Oh, single malts! I love them, my joints hate them. There should be no gluten in the distillate, but how do they get that beautiful golden colour? Oak barrels, yes. A trace of barley malt too perhaps? Dunno, but I'd switch. A wee voddy may taste of nothing, but it has no congers and absolutely no gluten. Boring, but trying it for a month is worth a go.


Anonymous said...

Thank you Peter. Now I'll have to get busy and digest all this, then maybe some experiments of my own.

Anonymous said...

I'm with Peter. The safest alcohols are probably vodka and gin. They're less likely to cause hang-overs the more they're distilled and filtered to remove toxins/impurities. A word of warning: eating alcohol with any high-PUFA oils, including fish fat, seems like a very bad idea.

"...Polyunsaturated fat (vegetable or fish oil) is known as a critical nutritional factor for induction of experimental ALD and feeding saturated fat (beef fat) results in remarkable prevention of or accelerated recovery from experimental ALD. Indeed, epidemiological studies support these observations by revealing a positive correlation of the incidence of cirrhosis in various countries with consumption per capita of polyunsaturated fatty acids, particularly linoleic acid and an inverse correlation with saturated fat. It is postulated that polyunsaturated fat accentuates alcohol-induced oxidative injury via its synergistic effect on induction of microsomal ethanol-oxidizing enzymes (e.g., cytochrome P4502E1, CYP2E1)." (second paragraph)

I think alcohol would be safest if eaten with beef / lamb fat, butter, cheese, cocoa butter, or 85% cocoa bar, coconut oil, mac nut oil, dry roasted macadamias, foie gras, etc. Those are very low in PUFAs.

Adam Steer said...

Hi Peter,

I've been hearing about this blog but have not, until now, had the chance to take a look. Great job!

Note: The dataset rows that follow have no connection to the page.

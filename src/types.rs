//! Common type definitions for the SPV header engine.

use crate::chain::Header;
use crate::network::PeerId;

/// A header together with its out-of-band height.
///
/// The wire form of a header does not carry a height; peers attach one when
/// announcing a tip or answering a `get_header` request.
#[derive(Debug, Clone, Copy, PartialEq, Eq)]
pub struct HashedHeader {
    pub height: u32,
    pub header: Header,
}

/// A transient, contiguous candidate chain under verification.
///
/// Headers are ordered by height starting at `start_height`. The chain is
/// owned by the verification pass that builds it and is either persisted as
/// a whole or dropped; it also serves as the difficulty engine's fallback
/// source for heights that are not yet in the store.
#[derive(Debug, Clone, Default)]
pub struct HeaderChain {
    start_height: u32,
    headers: Vec<Header>,
}

impl HeaderChain {
    pub fn new(start_height: u32) -> Self {
        Self {
            start_height,
            headers: Vec::new(),
        }
    }

    pub fn from_headers(start_height: u32, headers: Vec<Header>) -> Self {
        Self {
            start_height,
            headers,
        }
    }

    pub fn start_height(&self) -> u32 {
        self.start_height
    }

    /// Height of the last header, if any.
    pub fn tip_height(&self) -> Option<u32> {
        if self.headers.is_empty() {
            None
        } else {
            Some(self.start_height + self.headers.len() as u32 - 1)
        }
    }

    pub fn len(&self) -> usize {
        self.headers.len()
    }

    pub fn is_empty(&self) -> bool {
        self.headers.is_empty()
    }

    /// Append the next header in height order.
    pub fn push(&mut self, header: Header) {
        self.headers.push(header);
    }

    /// Look up a header by absolute height.
    pub fn header_at(&self, height: u32) -> Option<&Header> {
        if height < self.start_height {
            return None;
        }
        self.headers.get((height - self.start_height) as usize)
    }

    /// Iterate `(height, header)` pairs in ascending order.
    pub fn iter(&self) -> impl Iterator<Item = (u32, &Header)> {
        let start = self.start_height;
        self.headers.iter().enumerate().map(move |(i, h)| (start + i as u32, h))
    }

    pub fn headers(&self) -> &[Header] {
        &self.headers
    }
}

/// Events emitted by the sync worker for the surrounding application.
#[derive(Debug, Clone, PartialEq, Eq)]
pub enum SpvEvent {
    /// The local chain was extended to a new best height after a
    /// successfully verified announcement from `peer`.
    NewBestHeight { height: u32, peer: PeerId },
    /// A reorg was detected and the store was rolled back to the last chunk
    /// boundary. `tip_height` is the tip after truncation.
    Reorg { tip_height: Option<u32> },
}

#[cfg(test)]
mod tests {
    use super::*;
    use crate::chain::BlockHash;

    fn dummy_header(nonce: u32) -> Header {
        Header {
            version: 2,
            prev_block_hash: BlockHash::ZERO,
            merkle_root: [0; 32],
            timestamp: 0,
            bits: 0x1e0ffff0,
            nonce,
        }
    }

    #[test]
    fn header_chain_lookup() {
        let mut chain = HeaderChain::new(100);
        assert!(chain.is_empty());
        assert_eq!(chain.tip_height(), None);

        for nonce in 0..5 {
            chain.push(dummy_header(nonce));
        }

        assert_eq!(chain.len(), 5);
        assert_eq!(chain.tip_height(), Some(104));
        assert_eq!(chain.header_at(100).unwrap().nonce, 0);
        assert_eq!(chain.header_at(104).unwrap().nonce, 4);
        assert!(chain.header_at(99).is_none());
        assert!(chain.header_at(105).is_none());

        let heights: Vec<u32> = chain.iter().map(|(h, _)| h).collect();
        assert_eq!(heights, vec![100, 101, 102, 103, 104]);
    }
}
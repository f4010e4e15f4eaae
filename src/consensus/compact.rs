//! Compact-bits target encoding.
//!
//! A compact value packs a 256-bit target into `exponent (1 byte) |
//! mantissa (3 bytes)`, where `target = mantissa * 256^(exponent - 3)`. The
//! encoding is lossy for arbitrary targets but stable for targets the
//! retarget algorithms themselves produce.

use primitive_types::{U256, U512};

/// Expand a compact value into the full 256-bit target.
///
/// A mantissa below 0x8000 is shifted up one byte without adjusting the
/// exponent, mirroring the historic client's normalization.
pub fn bits_to_target(bits: u32) -> U256 {
    let exponent = bits >> 24;
    let mut mantissa = U256::from(bits & 0x00ff_ffff);
    if mantissa < U256::from(0x8000u32) {
        mantissa <<= 8;
    }
    if exponent >= 3 {
        mantissa << (8 * (exponent - 3) as usize)
    } else {
        mantissa >> (8 * (3 - exponent) as usize)
    }
}

/// Derive the compact encoding of a target.
///
/// The top byte of the target is ignored (all real targets are below
/// 2^248); the mantissa is renormalized down when its high bit is set so
/// the encoding never reads as negative.
pub fn target_to_bits(target: U256) -> u32 {
    let mut be = [0u8; 32];
    target.to_big_endian(&mut be);

    let mut exponent: u32 = 31;
    let mut pos = 1usize;
    while pos < 31 && be[pos] == 0 {
        pos += 1;
        exponent -= 1;
    }

    let take = (32 - pos).min(3);
    let mut mantissa: u32 = 0;
    for &byte in &be[pos..pos + take] {
        mantissa = (mantissa << 8) | byte as u32;
    }

    if mantissa >= 0x0080_0000 {
        mantissa >>= 8;
        exponent += 1;
    }

    (exponent << 24) | mantissa
}

/// `last * actual / timespan`, computed in 512 bits and capped at `max`.
pub(crate) fn retarget(last: U256, actual: u64, timespan: u64, max: U256) -> U256 {
    let wide = last.full_mul(U256::from(actual));
    let quotient = wide / U512::from(timespan);
    if quotient >= U512::from(max) {
        max
    } else {
        U256::try_from(quotient).unwrap_or(max)
    }
}
impl ProductParameters {
    /// Fraction of the sale price covered by the lump-sum schedule.
    pub fn paid_fraction(&self) -> f64 {
        self.esquema_pagos_venta.iter().map(|p| p.porcentaje).sum()
    }

    /// Amount left to be financed through recurring payments.
    pub fn financed_remainder(&self) -> f64 {
        self.valor_venta * (1.0 - self.paid_fraction())
    }

    pub fn validate(&self, category: &str) -> Result<()> {
        if !self.valor_venta.is_finite() {
            return Err(invalid(category, format!("valor_venta must be finite, got {}", self.valor_venta)));
        }
        if self.valor_venta <= 0.0 {
            return Err(PlannerError::NonPositivePrice {
                category: category.to_string(),
                price: self.valor_venta,
            });
        }

        if !self.coste_maquina.is_finite() || self.coste_maquina < 0.0 {
            return Err(invalid(
                category,
                format!("coste_maquina must be a finite non-negative amount, got {}", self.coste_maquina),
            ));
        }

        if !self.porcentaje_mantenimiento_anual.is_finite() || self.porcentaje_mantenimiento_anual < 0.0 {
            return Err(invalid(
                category,
                format!(
                    "porcentaje_mantenimiento_anual must be non-negative, got {}",
                    self.porcentaje_mantenimiento_anual
                ),
            ));
        }

        validate_schedule(category, "esquema_pagos_venta", &self.esquema_pagos_venta)?;
        validate_schedule(category, "esquema_pago_coste", &self.esquema_pago_coste)?;

        let paid = self.paid_fraction();
        if paid > 1.0 + PAYMENT_SUM_TOLERANCE {
            return Err(invalid(
                category,
                format!("esquema_pagos_venta sums to {} (must not exceed 1.0)", paid),
            ));
        }

        Ok(())
    }
}

fn validate_schedule(category: &str, field: &str, schedule: &[PaymentStep]) -> Result<()> {
    for (idx, step) in schedule.iter().enumerate() {
        if !step.porcentaje.is_finite() || !(0.0..=1.0).contains(&step.porcentaje) {
            return Err(invalid(
                category,
                format!(
                    "{} entry #{} has porcentaje {} outside [0, 1]",
                    field, idx, step.porcentaje
                ),
            ));
        }
    }
    Ok(())
}

fn invalid(category: &str, details: String) -> PlannerError {
    PlannerError::InvalidParameter {
        category: category.to_string(),
        details,
    }
}
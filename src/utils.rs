use chrono::{Datelike, Days, Months, NaiveDate};
use std::ops::Range;

pub const MONTHS_PER_YEAR: usize = 12;

/// Plan year (1-based) that a 1-based absolute month belongs to.
///
/// Months 1..=12 are year 1, 13..=24 year 2, and so on.
pub fn plan_year(month: usize) -> usize {
    month.saturating_sub(1) / MONTHS_PER_YEAR + 1
}

/// Absolute plan month (1-based) for a month (1..=12) within a plan year (1-based).
///
/// `None` for year 0 or when the month number does not fit in `usize`.
pub fn absolute_month(year: usize, month_of_year: usize) -> Option<usize> {
    year.checked_sub(1)?
        .checked_mul(MONTHS_PER_YEAR)?
        .checked_add(month_of_year)
}

/// Row range `[start, start + len)` clipped to `[0, limit)`.
///
/// Windows that begin at or after `limit` come back empty.
pub fn clamp_window(start: usize, len: usize, limit: usize) -> Range<usize> {
    let begin = start.min(limit);
    let end = start.saturating_add(len).min(limit);
    begin..end
}

/// Zero-based destination rows in a horizon-long series for a template of
/// `template_len` rows whose first row lands on the 1-based month `start_month`.
///
/// Returns `None` when the sale starts after the horizon.
pub fn shifted_overlap(start_month: usize, template_len: usize, horizon: usize) -> Option<Range<usize>> {
    if start_month == 0 || start_month > horizon {
        return None;
    }
    let window = clamp_window(start_month - 1, template_len, horizon);
    if window.is_empty() {
        None
    } else {
        Some(window)
    }
}

pub fn last_day_of_month(year: i32, month: u32) -> Option<NaiveDate> {
    let next_month = if month == 12 { 1 } else { month + 1 };
    let next_year = if month == 12 { year + 1 } else { year };

    NaiveDate::from_ymd_opt(next_year, next_month, 1)?.checked_sub_days(Days::new(1))
}

/// Month-end calendar date of a 1-based plan month, given the date plan month 1 falls in.
pub fn plan_month_end(plan_start: NaiveDate, month: usize) -> Option<NaiveDate> {
    let offset = u32::try_from(month.checked_sub(1)?).ok()?;
    let first = NaiveDate::from_ymd_opt(plan_start.year(), plan_start.month(), 1)?;
    let shifted = first.checked_add_months(Months::new(offset))?;
    last_day_of_month(shifted.year(), shifted.month())
}

#[cfg(test)]
mod tests {
    use super::*;

    #[test]
    fn test_plan_year() {
        assert_eq!(plan_year(1), 1);
        assert_eq!(plan_year(12), 1);
        assert_eq!(plan_year(13), 2);
        assert_eq!(plan_year(24), 2);
        assert_eq!(plan_year(25), 3);
    }

    #[test]
    fn test_absolute_month() {
        assert_eq!(absolute_month(1, 1), Some(1));
        assert_eq!(absolute_month(1, 12), Some(12));
        assert_eq!(absolute_month(3, 2), Some(26));
        assert_eq!(absolute_month(0, 5), None);
        assert_eq!(absolute_month(usize::MAX / 2, 1), None);
    }

    #[test]
    fn test_clamp_window() {
        assert_eq!(clamp_window(2, 3, 10), 2..5);
        assert_eq!(clamp_window(8, 5, 10), 8..10);
        assert!(clamp_window(12, 5, 10).is_empty());
        assert!(clamp_window(3, 0, 10).is_empty());
        assert_eq!(clamp_window(0, usize::MAX, 4), 0..4);
    }

    #[test]
    fn test_shifted_overlap() {
        assert_eq!(shifted_overlap(1, 12, 12), Some(0..12));
        assert_eq!(shifted_overlap(12, 12, 12), Some(11..12));
        assert_eq!(shifted_overlap(13, 12, 12), None);
        assert_eq!(shifted_overlap(0, 12, 12), None);
        assert_eq!(shifted_overlap(5, 2, 12), Some(4..6));
    }

    #[test]
    fn test_last_day_of_month() {
        assert_eq!(
            last_day_of_month(2023, 2),
            NaiveDate::from_ymd_opt(2023, 2, 28)
        );
        assert_eq!(
            last_day_of_month(2024, 2),
            NaiveDate::from_ymd_opt(2024, 2, 29)
        );
        assert_eq!(
            last_day_of_month(2023, 12),
            NaiveDate::from_ymd_opt(2023, 12, 31)
        );
    }

    #[test]
    fn test_plan_month_end() {
        let start = NaiveDate::from_ymd_opt(2025, 11, 15).unwrap();
        assert_eq!(plan_month_end(start, 1), NaiveDate::from_ymd_opt(2025, 11, 30));
        assert_eq!(plan_month_end(start, 2), NaiveDate::from_ymd_opt(2025, 12, 31));
        assert_eq!(plan_month_end(start, 4), NaiveDate::from_ymd_opt(2026, 2, 28));
        assert_eq!(plan_month_end(start, 0), None);
    }
}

Upon reading this post, a long standing question of mine resurfaced. Do you have an opinion on gluten's effect on auto-immune disease. My wife suffers from rheumatoid arthritis. I'm pretty much a low-carb guy, but my wife does not really buy into it. I'm sure that gluten does not help, but would love to be pointed to any substantiation which might help my case. ;-)


Peter said...

Hi Adam,

Just had two days work so not much time to blog. RA has a number of factors involved, gluten or wga are in there high up the list, so is insulin and hyperglycaemia. There's a full post or two there but absolute gluten (possibly all grains) elimination cobined with LC is a good starting point. There are a few other factors but they probably get addressed indirectly by LC/grain free.